Caricaturar a voz dissonante: Susana Peralta, um estudo de caso

Susana Peralta foi hoje capa do jornal i, com uma chamada a título de uma ideia que a transforma, quase de forma instantânea, num nome e numa cara que merece a rejeição de grande parte dos portugueses que navegam pelas redes sociais. “A crise devia ser paga por toda a burguesia do teletrabalho”, entre aspas, é uma frase que não está registada na entrevista publicada no interior do jornal. Tanto assim é que a frase que encabeça a página de lançamento desta matéria tem um título bem diferente, “Podia-se lançar um imposto extraordinário a quem não perdeu rendimentos”. 

Analisemos a ideia da economista Susana Peralta. Na página 23 do jornal, a meio da resposta, sugere algumas possibilidades para a gestão governamental da crise económica que afeta quem ficou sem trabalhar ou, por outro lado, é obrigado a trabalhar por não ter rendimentos que lhe permitam a adesão ao confinamento. A utilização do termo “burguesia” associado com “teletrabalho” pode conduzir a leituras díspares sobre o objeto referido pela autora, algo que a entrevista ajuda, a meu ver, a esclarecer. Ou seja, no ponto de onde é retirada a base do que foi capa, creio ser justo alimentar dúvida sobre o enquadramento que a própria capa sugere, independentemente de estarmos ou não de acordo com o argumento apresentado. 

A política tem de ser coerente: se não temos dinheiro para compensar essas pessoas, então com que legitimidade estamos a pedir-lhes para não trabalharem? Por outro lado, há sempre a possibilidade de cobrar impostos – é outra maneira de ir buscar recursos. Houve uma parte substancial das pessoas em Portugal que não perderam rendimentos, toda a burguesia do teletrabalho, todas as pessoas do setor dos serviços que, aliás, são as pessoas mais bem pagas, o que também me inclui a mim. Esta crise poupou muito as pessoas que trabalham neste setor e são as pessoas com mais escolaridade. Podia-se perfeitamente ter lançado um imposto extraordinário sobre essas pessoas para dividirmos o custo desta crise. Em terceiro lugar, era ir buscar dinheiro e saber onde se investe o dinheiro. Por exemplo, o voluntarismo, a fuga para a frente de salvar a TAP quando se está a deixar estas franjas da sociedade mais desprotegidas é muito problemática. Mas tudo isto são escolhas políticas.

O principal problema que daqui sai é, no entanto, outro. O interesse que tenho nos artigos que Susana Peralta costuma publicar no Público e em trabalhos em que tem vindo a participar e a divulgar, levou-me a ler toda a entrevista. E aí encontramos análises sustentadas sobre a gestão do país nos últimos anos, propostas claras para diferentes abordagens da gestão pandémica, nomeadamente na temática escolar, da qual a economista participou num estudo, uma visão dissonante da grande maioria do comentário económico nacional. A generalidade daqueles que partilharam e comentaram a capa do jornal i, no entanto, não leram a entrevista. 
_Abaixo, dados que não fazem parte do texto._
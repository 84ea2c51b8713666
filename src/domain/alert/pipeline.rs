//! Alert pipeline orchestration.
//!
//! `ResolveCredentials → EvaluateAlert → {Empty: End | NonEmpty: ResolveTarget → Dispatch → End}`
//!
//! Every stage runs at most once and strictly in order. Only credential
//! resolution can fail the invocation; later faults are logged and replaced
//! by an empty result (evaluation, target lookup) or dropped (dispatch).

use aws_config::SdkConfig;
use std::sync::Arc;
use tracing::{error, info, instrument, Instrument};

use super::evaluator::{AlertEvaluator, AlertSummary};
use super::target::TargetResolver;
use crate::config::{AppConfig, ConnectionParameters};
use crate::domain::credential::{CredentialResolver, KeyManagementClient, KmsKeyManagement};
use crate::domain::notification::{
    NotificationDispatcher, NotificationTarget, PublisherClient, SnsPublisher,
};
use crate::domain::store::{AlertStoreClient, DataStoreClient, MySqlAlertStore};
use crate::domain::InvocationContext;
use crate::utils::AlertError;

/// How an invocation ended.
///
/// Recorded in the log and returned to in-process callers. Trigger surfaces
/// report every variant as plain success.
#[derive(Debug, Clone, Copy, PartialEq, Eq)]
pub enum InvocationOutcome {
    /// Evaluation succeeded with zero rows.
    NoMatches,
    /// Evaluation failed and was treated as zero rows.
    EvaluationFailed,
    /// The summary was published.
    Dispatched,
    /// The publish call failed; nothing was delivered.
    DispatchFailed,
}

impl InvocationOutcome {
    pub fn as_str(&self) -> &'static str {
        match self {
            InvocationOutcome::NoMatches => "no_matches",
            InvocationOutcome::EvaluationFailed => "evaluation_failed",
            InvocationOutcome::Dispatched => "dispatched",
            InvocationOutcome::DispatchFailed => "dispatch_failed",
        }
    }
}

/// Wires the three external capabilities into one alert invocation.
///
/// Holds no per-invocation state: credentials, connection parameters and the
/// alert id live in locals and the [`InvocationContext`].
#[derive(Clone)]
pub struct Pipeline {
    key_management: KeyManagementClient,
    store: AlertStoreClient,
    publisher: PublisherClient,
}

impl Pipeline {
    pub fn new(
        key_management: KeyManagementClient,
        store: AlertStoreClient,
        publisher: PublisherClient,
    ) -> Self {
        Self {
            key_management,
            store,
            publisher,
        }
    }

    /// KMS, MySQL and SNS backed pipeline.
    pub fn from_sdk_config(sdk_config: &SdkConfig) -> Self {
        Self::new(
            Arc::new(KmsKeyManagement::from_sdk_config(sdk_config)),
            Arc::new(MySqlAlertStore::new()),
            Arc::new(SnsPublisher::from_sdk_config(sdk_config)),
        )
    }

    /// Runs one invocation to completion.
    ///
    /// Returns `Err` only when credentials could not be resolved.
    pub async fn run(
        &self,
        config: &AppConfig,
        ctx: &InvocationContext,
    ) -> Result<InvocationOutcome, AlertError> {
        let span = tracing::info_span!(
            "invocation",
            invocation_id = %ctx.invocation_id,
            alert_id = ctx.alert_id
        );
        self.run_stages(config, ctx).instrument(span).await
    }

    async fn run_stages(
        &self,
        config: &AppConfig,
        ctx: &InvocationContext,
    ) -> Result<InvocationOutcome, AlertError> {
        info!(alert_id = ctx.alert_id, "Alert invocation started");

        let store = self.open_store(config, ctx).await?;

        let summary = match AlertEvaluator::new(config.evaluation_procedure.clone())
            .evaluate(ctx, &store)
            .await
        {
            Ok(summary) => summary,
            Err(e) => {
                error!(error = %e, "Alert evaluation failed, treating as no matches");
                return Ok(self.finish(InvocationOutcome::EvaluationFailed));
            }
        };

        info!(results = %summary.as_str(), "Alert evaluation finished");
        if summary.is_empty() {
            return Ok(self.finish(InvocationOutcome::NoMatches));
        }

        let target = self.resolve_target(config, ctx, &store).await;

        Ok(self.finish(self.dispatch(ctx, &target, &summary).await))
    }

    /// ResolveCredentials: the only fatal stage.
    #[instrument(skip_all)]
    async fn open_store(
        &self,
        config: &AppConfig,
        ctx: &InvocationContext,
    ) -> Result<DataStoreClient, AlertError> {
        let credential = CredentialResolver::new(Arc::clone(&self.key_management))
            .resolve(&config.password_var, ctx)
            .await
            .map_err(|e| {
                error!(error = %e, "Credential resolution failed, aborting invocation");
                e
            })?;

        let params = ConnectionParameters::new(config, &credential);
        Ok(DataStoreClient::new(Arc::clone(&self.store), params))
    }

    async fn resolve_target(
        &self,
        config: &AppConfig,
        ctx: &InvocationContext,
        store: &DataStoreClient,
    ) -> NotificationTarget {
        match TargetResolver::new(config.target_procedure.clone())
            .resolve_target(ctx, store)
            .await
        {
            Ok(target) => target,
            Err(e) => {
                error!(error = %e, "Target lookup failed, continuing with an empty target");
                NotificationTarget::empty()
            }
        }
    }

    async fn dispatch(
        &self,
        ctx: &InvocationContext,
        target: &NotificationTarget,
        summary: &AlertSummary,
    ) -> InvocationOutcome {
        match NotificationDispatcher::new(Arc::clone(&self.publisher))
            .dispatch(ctx, target, summary.as_str())
            .await
        {
            Ok(()) => InvocationOutcome::Dispatched,
            Err(e) => {
                error!(error = %e, "Error: notification was not delivered");
                InvocationOutcome::DispatchFailed
            }
        }
    }

    fn finish(&self, outcome: InvocationOutcome) -> InvocationOutcome {
        info!(outcome = outcome.as_str(), "Alert invocation completed");
        outcome
    }
}
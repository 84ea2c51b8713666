use std::collections::HashMap;
use std::sync::Arc;

use tracing::{debug, instrument};

use super::Procedure;
use crate::config::ConnectionParameters;
use crate::utils::AlertError;

/// One result row: column name → textual value. SQL NULL reads as "".
pub type StoreRow = HashMap<String, String>;

/// Relational store interface
///
/// Each call opens its own connection from `params`, runs `procedure` with
/// `value` bound to its single parameter and releases everything before
/// returning, whether the call succeeded or not.
#[cfg_attr(test, mockall::automock)]
#[async_trait::async_trait]
pub trait AlertStore: Send + Sync {
    async fn call_procedure(
        &self,
        params: &ConnectionParameters,
        procedure: &Procedure,
        value: &str,
    ) -> Result<Vec<StoreRow>, AlertError>;
}

pub type AlertStoreClient = Arc<dyn AlertStore>;

/// Invocation-scoped handle on the store: a backend plus the connection
/// parameters assembled for this invocation only.
#[derive(Clone)]
pub struct DataStoreClient {
    backend: AlertStoreClient,
    params: ConnectionParameters,
}

impl DataStoreClient {
    pub fn new(backend: AlertStoreClient, params: ConnectionParameters) -> Self {
        Self { backend, params }
    }

    /// Runs `procedure` with the alert identifier, bound as text.
    #[instrument(skip(self, procedure), fields(procedure = %procedure.name, parameter = %procedure.parameter))]
    pub async fn query(&self, procedure: &Procedure, value: i64) -> Result<Vec<StoreRow>, AlertError> {
        let rows = self
            .backend
            .call_procedure(&self.params, procedure, &value.to_string())
            .await?;

        debug!(rows = rows.len(), "Procedure returned");
        Ok(rows)
    }
}

#[cfg(test)]
mod tests {
    use super::*;

    fn params() -> ConnectionParameters {
        ConnectionParameters {
            host: "db.internal".to_string(),
            database: "securities".to_string(),
            username: "alerts".to_string(),
            password: crate::domain::credential::Credential::new("hunter2"),
            timeout_seconds: 30,
        }
    }

    #[tokio::test]
    async fn should_bind_alert_id_as_text_with_invocation_parameters() {
        // Arrange
        let mut store = MockAlertStore::new();
        store
            .expect_call_procedure()
            .withf(|params, procedure, value| {
                params.password.expose() == "hunter2"
                    && params.timeout_seconds == 30
                    && procedure.name == "SecurityAlertCheck"
                    && value == "7"
            })
            .times(1)
            .returning(|_, _, _| Ok(vec![StoreRow::from([("symbol".to_string(), "AAPL".to_string())])]));
        let client = DataStoreClient::new(Arc::new(store), params());
        let procedure = Procedure::evaluation("SecurityAlertCheck").unwrap();

        // Act
        let rows = client.query(&procedure, 7).await.unwrap();

        // Assert
        assert_eq!(rows.len(), 1);
        assert_eq!(rows[0]["symbol"], "AAPL");
    }

    #[tokio::test]
    async fn should_propagate_store_errors() {
        let mut store = MockAlertStore::new();
        store
            .expect_call_procedure()
            .returning(|_, _, _| Err(AlertError::DataStore("Login failed for user".into())));
        let client = DataStoreClient::new(Arc::new(store), params());
        let procedure = Procedure::target_lookup("GetSecurityAlertURL").unwrap();

        let result = client.query(&procedure, 7).await;

        assert!(matches!(result, Err(AlertError::DataStore(_))));
    }
}
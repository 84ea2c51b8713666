use std::sync::Arc;

use tokio::sync::Mutex;
use tracing::{info, warn};

use super::dto::{AlertRequest, InvocationResponse};
use super::pipeline::{InvocationOutcome, Pipeline};
use crate::config::{AppConfig, ConfigError};
use crate::domain::InvocationContext;
use crate::utils::AlertError;

/// Produces the per-invocation settings.
pub type SettingsLoader = Arc<dyn Fn() -> Result<AppConfig, ConfigError> + Send + Sync>;

/// Entry point shared by every trigger surface.
///
/// Invocations are serialized: the next one starts only after the previous
/// one has finished.
#[derive(Clone)]
pub struct AlertService {
    pipeline: Arc<Pipeline>,
    settings: SettingsLoader,
    gate: Arc<Mutex<()>>,
}

impl AlertService {
    pub fn new(pipeline: Pipeline, settings: SettingsLoader) -> Self {
        Self {
            pipeline: Arc::new(pipeline),
            settings,
            gate: Arc::new(Mutex::new(())),
        }
    }

    /// Settings are read from the environment on every invocation.
    pub fn from_env(pipeline: Pipeline) -> Self {
        Self::new(pipeline, Arc::new(AppConfig::from_env))
    }

    pub async fn invoke(&self, request: AlertRequest) -> Result<InvocationResponse, AlertError> {
        self.invoke_with_outcome(request)
            .await
            .map(|(response, _)| response)
    }

    /// Like [`AlertService::invoke`], also returning how the invocation ended.
    pub async fn invoke_with_outcome(
        &self,
        request: AlertRequest,
    ) -> Result<(InvocationResponse, InvocationOutcome), AlertError> {
        let _turn = self.gate.lock().await;

        let config = (self.settings)().map_err(|e| {
            warn!(alert_id = request.id, error = %e, "Invocation settings are incomplete");
            AlertError::from(e)
        })?;
        let ctx = InvocationContext::new(request.id, config.function_name.clone());
        info!(
            alert_id = ctx.alert_id,
            invocation_id = %ctx.invocation_id,
            "Alert request accepted"
        );

        let outcome = self.pipeline.run(&config, &ctx).await?;

        Ok((
            InvocationResponse {
                alert_id: ctx.alert_id,
                invocation_id: ctx.invocation_id,
            },
            outcome,
        ))
    }
}
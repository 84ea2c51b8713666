use aws_config::{retry::RetryConfig, BehaviorVersion, Region, SdkConfig};
use tracing::info;

/// Loads the shared AWS configuration for the given region.
///
/// SDK-level retries are disabled: a KMS or SNS call is attempted exactly once
/// per invocation and redelivery is left to the trigger.
pub async fn load_sdk_config(region: &str) -> SdkConfig {
    let sdk_config = aws_config::defaults(BehaviorVersion::latest())
        .region(Region::new(region.to_string()))
        .retry_config(RetryConfig::disabled())
        .load()
        .await;

    info!(region = %region, "Loaded AWS SDK configuration");
    sdk_config
}
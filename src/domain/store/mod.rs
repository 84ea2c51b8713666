//! Relational store access: stored procedure call sites, the store seam and
//! its MySQL implementation.

pub mod client;
pub mod mysql;
pub mod procedure;

pub use client::{AlertStore, AlertStoreClient, DataStoreClient, StoreRow};
pub use mysql::MySqlAlertStore;
pub use procedure::{
    Procedure, ALERT_PARAMETER, DEFAULT_EVALUATION_PROCEDURE, DEFAULT_TARGET_PROCEDURE,
    PERCENTAGE_CHANGE_COLUMN, SYMBOL_COLUMN, TARGET_ADDRESS_COLUMN,
};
A transformação de Susana Peralta em caricatura não é da exclusiva responsabilidade do jornal que publicou a entrevista, mas o jornal colabora com ela. Da mesma forma que outros órgãos de informação colaboraram, de forma mais ou menos explícita, com a visão que se tem de muitas figuras de voz dissonante, seja João Ferreira, Isabel Camarinha, Catarina Martins ou Mamadou Ba. Transformam-se essas vozes em chamadas a capa que são facilmente partilháveis através das redes sociais sem qualquer espaço de reflexão ou entendimento sobre aquilo que defendem, tornando mais difícil o debate onde possam conviver opiniões contrárias. Também é assim que se destrói a forma de conversar e pensar em sociedade. E era bom que todos reservássemos alguns minutos para pensar na forma como reagimos ao imediatismo dos dias.